United States v. Litvak
808 F.3d 160
| 2d Cir. | 2015Background
- Jesse C. Litvak, a Jefferies bond trader, was indicted for eleven counts of securities fraud (15 U.S.C. § 78j(b)), one count of fraud against the United States (18 U.S.C. § 1031), and four counts of making false statements (18 U.S.C. § 1001) for misrepresenting acquisition costs, resale prices, and the existence of third‑party sellers in RMBS transactions.
- Trial evidence showed Litvak routinely told counterparties lower acquisition prices or that he was acting as an intermediary when Jefferies owned the bonds; counterparties testified these representations were "important" and that they were harmed financially.
- A jury convicted Litvak on the securities fraud counts (Counts 1–6, 8–11), the fraud‑against‑the‑United‑States count (Count 12), and the false‑statements counts (13–16). The district court denied post‑trial relief and sentenced Litvak to 24 months’ imprisonment and fines.
- On appeal, the Second Circuit reviewed sufficiency of evidence on materiality (both for Treasury and reasonable investors), the scienter requirement for securities fraud, and several trial evidentiary rulings (notably exclusion of defense expert testimony).

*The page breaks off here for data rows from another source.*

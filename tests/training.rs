mod common;

use std::path::{Path, PathBuf};

use cosal_train::config::RunConfig;
use cosal_train::data::{BatchSource, FolderDataset, InMemorySource};
use cosal_train::eval::SaliencyEvaluator;
use cosal_train::loss::{LossComposer, LossTermSet};
use cosal_train::network::{ModelConfig, ModelKind};
use cosal_train::optim::{OptimizerSchedule, Sgd};
use cosal_train::train::{run_training, MemorySink, RunEvent, RunPlan, Trainer, TrainerContext, TrainingReport};

use common::{small_config, synthetic_batch, write_image_set};

#[test]
fn identical_batches_give_non_increasing_loss() {
    let config = RunConfig {
        loss: LossTermSet::Sal,
        freeze: false,
        ..small_config(1)
    };
    let model = ModelConfig {
        kind: ModelKind::CoSalNet,
        in_channels: 3,
        hidden: config.hidden,
        num_classes: config.num_classes,
        heads: config.loss.heads(),
        seed: 5,
    }
    .build()
    .unwrap();
    let optim = OptimizerSchedule::new(Box::new(Sgd::new(1e-3, 1.0)), config.decay_step_size);
    let sink = MemorySink::new();
    let mut ctx = TrainerContext::new(model, optim, config, Box::new(sink.clone()));

    let batch = synthetic_batch(1, 0, 0);
    let mut source = InMemorySource::new(vec![batch.clone(), batch]);
    let trainer = Trainer::new(LossComposer::from_config(&ctx.config));
    trainer.run_epoch(&mut ctx, &mut source, 0).unwrap();

    let losses: Vec<f64> = sink
        .events()
        .into_iter()
        .filter_map(|e| match e {
            RunEvent::Progress(p) => Some(p.loss),
            _ => None,
        })
        .collect();
    assert_eq!(losses.len(), 2);
    assert!(losses[1] <= losses[0] + 1e-12, "{:?}", losses);
}

fn batches() -> Vec<cosal_train::data::Batch> {
    (0..3).map(|i| synthetic_batch(2, i, i)).collect()
}

fn run(config: RunConfig, ckpt_dir: &Path, resume: Option<PathBuf>) -> TrainingReport {
    run_on(config, &mut InMemorySource::new(batches()), ckpt_dir, resume)
}

fn run_on(config: RunConfig, source: &mut dyn BatchSource, ckpt_dir: &Path, resume: Option<PathBuf>) -> TrainingReport {
    let mut ctx = TrainerContext::from_config(config, Box::new(MemorySink::new())).unwrap();
    let plan = RunPlan {
        ckpt_dir: ckpt_dir.to_path_buf(),
        val_dir: ckpt_dir.join("val"),
        resume,
        start_epoch: 0,
    };
    run_training(&mut ctx, source, &mut [], &SaliencyEvaluator::default(), &plan).unwrap()
}

#[test]
fn resumed_run_matches_uninterrupted_run() {
    let dir = tempfile::tempdir().unwrap();
    let config = RunConfig {
        loss: LossTermSet::SalClsContrastClsMask,
        validation: false,
        ..small_config(4)
    };

    let full = run(config.clone(), &dir.path().join("full"), None);
    assert_eq!(full.epochs.len(), 4);

    let split_dir = dir.path().join("split");
    let first = run(RunConfig { epochs: 2, ..config.clone() }, &split_dir, None);
    assert_eq!(first.epochs.len(), 2);
    let resumed = run(config, &split_dir, Some(split_dir.join("checkpoint.json")));
    assert_eq!(resumed.start_epoch, 2);
    assert_eq!(resumed.epochs.len(), 2);

    let expected = full.final_loss().unwrap();
    let actual = resumed.final_loss().unwrap();
    assert!((expected - actual).abs() < 1e-9, "{} vs {}", expected, actual);
    assert!((full.epochs[3].lr - resumed.epochs[1].lr).abs() < 1e-15);
}

#[test]
fn resumed_folder_run_draws_the_same_subsets() {
    let dir = tempfile::tempdir().unwrap();
    let items: Vec<(&str, String, u32, u32)> =
        (0..6).map(|i| ("apple", format!("img{}", i), 8 + i as u32, 8)).collect();
    let items: Vec<(&str, &str, u32, u32)> = items.iter().map(|(g, s, w, h)| (*g, s.as_str(), *w, *h)).collect();
    let (img_root, gt_root) = write_image_set(dir.path(), "train", &items);
    let open = || FolderDataset::open(&img_root, &gt_root, 8, Some(2)).unwrap().with_shuffle(7);
    let config = RunConfig {
        loss: LossTermSet::SalCls,
        validation: false,
        ..small_config(3)
    };

    let full = run_on(config.clone(), &mut open(), &dir.path().join("full"), None);

    let split_dir = dir.path().join("split");
    run_on(RunConfig { epochs: 1, ..config.clone() }, &mut open(), &split_dir, None);
    let resumed = run_on(config, &mut open(), &split_dir, Some(split_dir.join("checkpoint.json")));
    assert_eq!(resumed.start_epoch, 1);

    let expected = full.final_loss().unwrap();
    let actual = resumed.final_loss().unwrap();
    assert!((expected - actual).abs() < 1e-9, "{} vs {}", expected, actual);
}

#[test]
fn missing_resume_file_starts_fresh() {
    let dir = tempfile::tempdir().unwrap();
    let config = RunConfig { validation: false, ..small_config(1) };
    let report = run(config, dir.path(), Some(dir.path().join("absent.json")));
    assert_eq!(report.start_epoch, 0);
    assert_eq!(report.epochs.len(), 1);
    assert!(dir.path().join("checkpoint.json").is_file());
    assert!(dir.path().join("ep0.json").is_file());
}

- The court concluded the evidence was insufficient to show Litvak’s statements were capable of influencing a decision of the Department of the Treasury and reversed Counts 12–16; it found materiality as to reasonable investors was properly for the jury, rejected a required‑intent‑to‑harm scienter standard, but found exclusion of key expert testimony was an abuse of discretion requiring vacatur and a new trial on the securities fraud counts (1–6, 8–11).
Issues
| Issue | Plaintiff's Argument | Defendant's Argument | Held |
|---|---|---|---|
| Materiality to Treasury under §§1001,1031 | Govt: Litvak's misstatements affected PPIF reports and thus could influence Treasury oversight decisions | Litvak: Treasury had no authority over PPIF trading decisions; misstatements could not influence Treasury decisions | Reversed convictions on fraud/false‑statement counts; evidence insufficient to show capability to influence Treasury decisions |
| Materiality to reasonable investors under §10(b) | Govt: Misstatements about prices/identity were important and several counterparties testified they were harmed | Litvak: Misstatements concerned price mechanics, not bond value, thus immaterial as a matter of law (Feinman analog) | Affirmed that materiality is mixed fact/law properly for the jury; reasonable jurors could find materiality |
| Scienter for securities fraud (requirement of intent to harm) | Govt: scienter requires intent to deceive/manipulate/defraud, not intent to harm | Litvak: scienter must include "contemplated harm" or intent to cause loss | Rejected defendant’s proposed intent‑to‑harm requirement; no such element for §10(b) scienter |
| Exclusion of defense expert and related evidentiary rulings | Litvak: exclusion deprived him of critical evidence on valuation, industry practice, agent/principal distinction, and good‑faith inference | Govt: materiality and ultimate issues were for the jury; expert testimony risked invading ultimate issues | Court: exclusion of significant portions of experts (Willner, Menchel) exceeded discretion and was not harmless; vacated securities fraud convictions and remanded for new trial |
Key Cases Cited
- United States v. Coplan, 703 F.3d 46 (2d Cir.) (materiality under §1001 defined as capable of influencing the decisionmaking body)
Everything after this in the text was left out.